A SYSTEM ERROR at S Bank, the first so-called supermarket bank in Finland, enabled a few hundred customers to access the online banking services of other customers over a nearly four-month period earlier this year, between 20 April and 5 August.
S Bank on Tuesday reported that the error was exploited to commit wrongdoings, such as making unauthorised payments and accessing third-party online services, in a very small number of cases.
The error, it underscored, was linked to the malfunctioning of a single software component of the online bank, meaning it was not caused by external factors. It was rectified as soon as it was detected, on 5 August.
Carl-Edvard Holmberg, the director of digital services at S Bank, declined to comment on the value of the unauthorised payments when contacted by Helsingin Sanomat on Tuesday.
“We’ve submitted a report of an offence to the police. We unfortunately can’t comment on the sums externally,” he explained. “S Bank has 3.1 million customers, and S Bank’s online banking credentials are used to log in to various services 20 million times a month. That’s partly why it took so long to detect the error and identify the customer transactions relevant for the error.”
He reiterated that the error affected only a small share of the clientele, a few hundred customers.
“Only a small group of them logged in to the online banks of others and, out of those who did, only a very small group committed wrongdoings,” he stated.
S Bank has asked police to investigate how the events unfolded and whether the customers who exploited the system error may have committed offences.
The bank pledged to compensate all customers who incurred direct economic losses as a consequence of the system error, saying it will proactively contact all customers affected by the error in such a way.
Holmberg told Helsingin Sanomat that most of the compensations have already been paid to customers.
“We apologise for the situation to our customers. We’ll shoulder our responsibility and compensate for any possible direct damage. Customers themselves don’t need to do anything to receive the compensation,” he said. “We’ve been in contact with all customers affected by the situation. If we haven’t been in contact with a customer, the error didn’t affect them and the incident requires no action from them.”

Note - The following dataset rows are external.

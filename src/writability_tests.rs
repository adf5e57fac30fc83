//! Assignment versus `Object.defineProperty`, decided against the heap as
//! reconstructed so far.

#[cfg(test)]
mod tests {
    use crate::{
        Attributes, Do, DumpError, Done, Dumper, Heap, MemoryHeap, ObjectId, Selector, Value,
    };

    fn sel(s: &str) -> Selector {
        Selector::parse(s).unwrap()
    }

    fn dump(dumper: &mut Dumper<'_>, selector: &str, todo: Do) -> String {
        let cursor = dumper.global_cursor();
        dumper.dump_binding(&cursor, &sel(selector), todo).unwrap();
        dumper.take_output()
    }

    /// Adds a non-extensible built-in `Locked` to a pristine heap.
    fn with_locked(heap: &mut MemoryHeap) -> ObjectId {
        let locked = heap.new_plain_object();
        heap.prevent_extensions(locked);
        heap.register_builtin("Locked", locked);
        heap.declare_global("Locked", Value::Object(locked));
        locked
    }

    /// Adds a built-in `Config` whose properties are non-configurable.
    fn with_config(heap: &mut MemoryHeap) -> ObjectId {
        let config = heap.new_plain_object();
        let pinned = Attributes::new(true, true, false);
        heap.define(config, "k", Value::from(1.0), pinned);
        heap.define(config, "j", Value::from(2.0), pinned);
        heap.register_builtin("Config", config);
        heap.declare_global("Config", Value::Object(config));
        config
    }

    // ═══════════════════════════════════════════════════════════════════════════════
    // INHERITED READ-ONLY
    // ═══════════════════════════════════════════════════════════════════════════════

    #[test]
    fn test_read_only_inherited_property_is_defined() {
        let pristine = MemoryHeap::pristine();
        let mut current = MemoryHeap::pristine();
        let parent = current.new_plain_object();
        current.define(parent, "foo", Value::from(1.0), Attributes::NONE);
        let child = current.new_object(Some(parent));
        current.set(child, "foo", Value::from(2.0));
        current.declare_global("parent", Value::Object(parent));
        current.declare_global("child", Value::Object(child));

        let mut dumper = Dumper::new(&pristine, &current).unwrap();
        assert_eq!(
            dump(&mut dumper, "parent", Do::Recurse),
            "var parent = {};\n\
             parent.foo = 1;\n\
             Object.defineProperty(parent, 'foo', {writable: false, enumerable: false, configurable: false});\n"
        );
        assert_eq!(dumper.is_writable(&sel("parent.foo")), Ok(false));

        assert_eq!(
            dump(&mut dumper, "child", Do::Set),
            "var child = Object.create(parent);\n"
        );
        assert_eq!(dumper.is_writable(&sel("child.foo")), Ok(false));
        assert_eq!(dumper.is_writable(&sel("child.other")), Ok(true));

        assert_eq!(
            dump(&mut dumper, "child", Do::Recurse),
            "Object.defineProperty(child, 'foo', {writable: true, enumerable: true, configurable: true, value: 2});\n"
        );
        assert_eq!(dumper.is_writable(&sel("child.foo")), Ok(true));
        assert_eq!(dumper.object_done(&sel("child")), Ok(Done::Recursive));
    }

    #[test]
    fn test_read_only_grandparent_blocks_assignment() {
        let pristine = MemoryHeap::pristine();
        let mut current = MemoryHeap::pristine();
        let top = current.new_plain_object();
        current.define(top, "id", Value::from("top"), Attributes::new(false, true, true));
        let middle = current.new_object(Some(top));
        let bottom = current.new_object(Some(middle));
        current.set(bottom, "id", Value::from("bottom"));
        current.declare_global("top", Value::Object(top));
        current.declare_global("middle", Value::Object(middle));
        current.declare_global("bottom", Value::Object(bottom));

        let mut dumper = Dumper::new(&pristine, &current).unwrap();
        let cursor = dumper.global_cursor();
        dumper.dump(&cursor).unwrap();
        assert_eq!(
            dumper.take_output(),
            "var top = {};\n\
             top.id = 'top';\n\
             Object.defineProperty(top, 'id', {writable: false});\n\
             var middle = Object.create(top);\n\
             var bottom = Object.create(middle);\n\
             Object.defineProperty(bottom, 'id', {writable: true, enumerable: true, configurable: true, value: 'bottom'});\n"
        );
    }

    #[test]
    fn test_own_property_made_read_only_after_assignment() {
        let pristine = MemoryHeap::pristine();
        let mut current = MemoryHeap::pristine();
        let obj = current.new_plain_object();
        current.define(obj, "x", Value::from(1.0), Attributes::new(false, true, true));
        current.declare_global("obj", Value::Object(obj));

        let mut dumper = Dumper::new(&pristine, &current).unwrap();
        assert_eq!(
            dump(&mut dumper, "obj", Do::Recurse),
            "var obj = {};\nobj.x = 1;\nObject.defineProperty(obj, 'x', {writable: false});\n"
        );
    }

    #[test]
    fn test_is_writable_rejects_non_properties() {
        let pristine = MemoryHeap::pristine();
        let current = MemoryHeap::pristine();
        let mut dumper = Dumper::new(&pristine, &current).unwrap();
        assert!(matches!(
            dumper.is_writable(&sel("Object")),
            Err(DumpError::NoSuchBinding { .. })
        ));
        assert!(matches!(
            dumper.is_writable(&sel("nowhere.x")),
            Err(DumpError::NoSuchBinding { .. })
        ));
        assert_eq!(dumper.is_writable(&sel("Object.prototype.anything")), Ok(true));
        assert_eq!(dumper.is_writable(&sel("Array.prototype")), Ok(false));
    }

    // ═══════════════════════════════════════════════════════════════════════════════
    // UNREPRODUCIBLE CHANGES
    // ═══════════════════════════════════════════════════════════════════════════════

    #[test]
    fn test_frozen_builtin_property_cannot_be_replaced() {
        let pristine = MemoryHeap::pristine();
        let mut current = MemoryHeap::pristine();
        let array = current.builtin("Array").unwrap();
        let replacement = current.new_plain_object();
        current.define(array, "prototype", Value::Object(replacement), Attributes::NONE);

        let mut dumper = Dumper::new(&pristine, &current).unwrap();
        let out = dump(&mut dumper, "Array", Do::Recurse);
        assert_eq!(
            out.lines().next(),
            Some("// cannot set Array.prototype: it is read-only and non-configurable")
        );
        assert!(out.lines().all(|line| line.starts_with("// ")));
        assert_eq!(dumper.done_of(&sel("Array.prototype")), Ok(Do::Decl));
        assert_eq!(dumper.object_done(&sel("Array")), Ok(Done::No));
    }

    #[test]
    fn test_non_extensible_builtin_rejects_new_properties() {
        let mut pristine = MemoryHeap::pristine();
        with_locked(&mut pristine);
        let mut current = MemoryHeap::pristine();
        let locked = with_locked(&mut current);
        current.set(locked, "late", Value::from(1.0));

        let mut dumper = Dumper::new(&pristine, &current).unwrap();
        let out = dump(&mut dumper, "Locked", Do::Recurse);
        assert_eq!(
            out.lines().next(),
            Some("// cannot set Locked.late: the object is not extensible")
        );
        assert_eq!(dumper.done_of(&sel("Locked.late")), Ok(Do::Unstarted));
        assert_eq!(dumper.is_writable(&sel("Locked.late")), Ok(true));
    }

    #[test]
    fn test_non_extensible_builtin_keeps_its_prototype() {
        let mut pristine = MemoryHeap::pristine();
        with_locked(&mut pristine);
        let mut current = MemoryHeap::pristine();
        let locked = with_locked(&mut current);
        current.set_prototype(locked, None);

        let mut dumper = Dumper::new(&pristine, &current).unwrap();
        let out = dump(&mut dumper, "Locked", Do::Recurse);
        assert_eq!(
            out.lines().next(),
            Some("// cannot change the prototype of non-extensible Locked")
        );
        assert_eq!(dumper.done_of(&sel("Locked{proto}")), Ok(Do::Decl));
    }

    #[test]
    fn test_non_configurable_attributes() {
        let mut pristine = MemoryHeap::pristine();
        with_config(&mut pristine);
        let mut current = MemoryHeap::pristine();
        let config = with_config(&mut current);
        current.define(config, "k", Value::from(1.0), Attributes::new(false, true, false));
        current.define(config, "j", Value::from(2.0), Attributes::new(true, false, false));

        let mut dumper = Dumper::new(&pristine, &current).unwrap();
        assert_eq!(dumper.done_of(&sel("Config.k")), Ok(Do::Set));
        let out = dump(&mut dumper, "Config", Do::Recurse);
        let lines: Vec<&str> = out.lines().collect();
        assert_eq!(lines[0], "Object.defineProperty(Config, 'k', {writable: false});");
        assert_eq!(
            lines[1],
            "// cannot change attributes of non-configurable Config.j"
        );
        assert_eq!(dumper.done_of(&sel("Config.k")), Ok(Do::Recurse));
        assert_eq!(dumper.done_of(&sel("Config.j")), Ok(Do::Set));
        assert_eq!(dumper.is_writable(&sel("Config.k")), Ok(false));
    }
}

The system error is the data security slip-up of the year, Petteri Järvinen, an author focusing on data security, stated to Helsingin Sanomat on Tuesday.

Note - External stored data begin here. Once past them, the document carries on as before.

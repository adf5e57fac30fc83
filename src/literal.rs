//! Literal rendering for generated statements.
//!
//! String quoting, number formatting, date rendering and the lexical
//! predicates the selector syntax relies on. Function sources are inspected
//! with oxc so the dumper knows which construction artifacts evaluating a
//! source text will leave behind.

use chrono::Datelike;
use lazy_static::lazy_static;
use oxc_allocator::Allocator;
use oxc_ast::ast::Expression;
use oxc_parser::Parser;
use oxc_span::SourceType;
use regex::Regex;
use std::collections::HashSet;

lazy_static! {
    static ref IDENTIFIER_NAME_RE: Regex = Regex::new(r"^[A-Za-z_$][A-Za-z0-9_$]*$").unwrap();
    static ref ARRAY_INDEX_RE: Regex = Regex::new(r"^(?:0|[1-9][0-9]*)$").unwrap();

    /// Words that may follow a `.` but can never be a variable name.
    pub static ref RESERVED_WORDS: HashSet<&'static str> = {
        let mut s = HashSet::new();
        for word in [
            "break", "case", "catch", "class", "const", "continue", "debugger", "default",
            "delete", "do", "else", "enum", "export", "extends", "false", "finally", "for",
            "function", "if", "import", "in", "instanceof", "new", "null", "return", "super",
            "switch", "this", "throw", "true", "try", "typeof", "var", "void", "while", "with",
            "implements", "interface", "let", "package", "private", "protected", "public",
            "static", "yield",
        ] {
            s.insert(word);
        }
        s
    };

    /// Global names whose values can never change.
    pub static ref IMMUTABLE_GLOBALS: HashSet<&'static str> = {
        let mut s = HashSet::new();
        s.insert("undefined");
        s.insert("NaN");
        s.insert("Infinity");
        s
    };
}

/// True for names usable after a `.` in a member expression.
pub fn is_identifier_name(s: &str) -> bool {
    IDENTIFIER_NAME_RE.is_match(s)
}

/// True for names usable as a variable.
pub fn is_identifier(s: &str) -> bool {
    is_identifier_name(s) && !RESERVED_WORDS.contains(s)
}

/// True for canonical array index strings (`"0"`, `"17"`, not `"01"`).
pub fn is_array_index(s: &str) -> bool {
    ARRAY_INDEX_RE.is_match(s) && s.parse::<u32>().map_or(false, |n| n != u32::MAX)
}

/// Renders `s` as a single-quoted string literal.
pub fn quote(s: &str) -> String {
    let mut out = String::with_capacity(s.len() + 2);
    out.push('\'');
    for c in s.chars() {
        match c {
            '\\' => out.push_str("\\\\"),
            '\'' => out.push_str("\\'"),
            '\n' => out.push_str("\\n"),
            '\r' => out.push_str("\\r"),
            '\t' => out.push_str("\\t"),
            '\u{8}' => out.push_str("\\b"),
            '\u{b}' => out.push_str("\\v"),
            '\u{c}' => out.push_str("\\f"),
            '\u{2028}' | '\u{2029}' => out.push_str(&format!("\\u{:04x}", c as u32)),
            c if (c as u32) < 0x20 || c == '\u{7f}' => {
                out.push_str(&format!("\\x{:02x}", c as u32))
            }
            c => out.push(c),
        }
    }
    out.push('\'');
    out
}

/// Undoes the escapes `quote` (and hand-written selectors) may contain.
pub fn unescape(s: &str) -> Option<String> {
    let mut result = String::with_capacity(s.len());
    let mut chars = s.chars().peekable();

    while let Some(c) = chars.next() {
        if c != '\\' {
            result.push(c);
            continue;
        }
        match chars.next()? {
            'n' => result.push('\n'),
            'r' => result.push('\r'),
            't' => result.push('\t'),
            'b' => result.push('\u{8}'),
            'v' => result.push('\u{b}'),
            'f' => result.push('\u{c}'),
            '0' => result.push('\0'),
            'x' => {
                let hex: String = chars.by_ref().take(2).collect();
                result.push(char::from_u32(u32::from_str_radix(&hex, 16).ok()?)?);
            }
            'u' => {
                let hex: String = chars.by_ref().take(4).collect();
                if hex.len() != 4 {
                    return None;
                }
                result.push(char::from_u32(u32::from_str_radix(&hex, 16).ok()?)?);
            }
            other => result.push(other),
        }
    }

    Some(result)
}

/// Formats a number the way the interpreter's `String(n)` would.
pub fn number(n: f64) -> String {
    if n.is_nan() {
        return "NaN".to_string();
    }
    if n.is_infinite() {
        return if n > 0.0 { "Infinity" } else { "-Infinity" }.to_string();
    }
    if n == 0.0 {
        return if n.is_sign_negative() { "-0" } else { "0" }.to_string();
    }
    let abs = n.abs();
    if (1e-6..1e21).contains(&abs) {
        return format!("{}", n);
    }
    let s = format!("{:e}", n);
    match s.split_once('e') {
        Some((mantissa, exp)) if !exp.starts_with('-') => format!("{}e+{}", mantissa, exp),
        _ => s,
    }
}

/// ISO-8601 rendering of a time value, as `Date.prototype.toISOString` gives.
/// Years outside 0..=9999 use the six-digit signed form `Date` parses.
pub fn iso_date(ms: f64) -> Option<String> {
    if !ms.is_finite() {
        return None;
    }
    let date = chrono::DateTime::from_timestamp_millis(ms as i64)?;
    let year = date.year();
    let year = if (0..=9999).contains(&year) {
        format!("{:04}", year)
    } else {
        format!("{:+07}", year)
    };
    Some(format!("{}{}", year, date.format("-%m-%dT%H:%M:%S%.3fZ")))
}

/// What evaluating a function source text produces.
#[derive(Debug, Clone, PartialEq, Eq)]
pub struct FunctionShape {
    /// Name bound by a named function expression.
    pub name: Option<String>,
    pub params: usize,
    /// Arrow functions get no `.prototype` object.
    pub arrow: bool,
}

/// Parses `source` as a single expression and describes the function it
/// evaluates to. `None` if the text is not a function expression.
pub fn function_shape(source: &str) -> Option<FunctionShape> {
    let allocator = Allocator::default();
    let ret = Parser::new(&allocator, source, SourceType::default()).parse_expression();

    match ret {
        Ok(Expression::FunctionExpression(func)) => Some(FunctionShape {
            name: func.id.as_ref().map(|id| id.name.to_string()),
            params: func.params.items.len(),
            arrow: false,
        }),
        Ok(Expression::ArrowFunctionExpression(arrow)) => Some(FunctionShape {
            name: None,
            params: arrow.params.items.len(),
            arrow: true,
        }),
        _ => None,
    }
}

“This isn’t an ordinary slip-up, as it’s related to services of the knowledge society. We’re used to thinking of online banking credentials as the bedrock of authentication that always works and is always reliable. All other services are built on them, such as dealings with Kela and Omakanta – along with banks’ own money transfer services,” he said.
Problems in online banking credentials thus gnaw away at the very foundation of modern-day society. Citizens are in one way prisoners of the identification systems of the banks they use, according to Järvinen.
“Banks have a heightened responsibility for the reliability of identification because they’ve insisted on holding on to identification and each developing their own procedure for it,” he stated.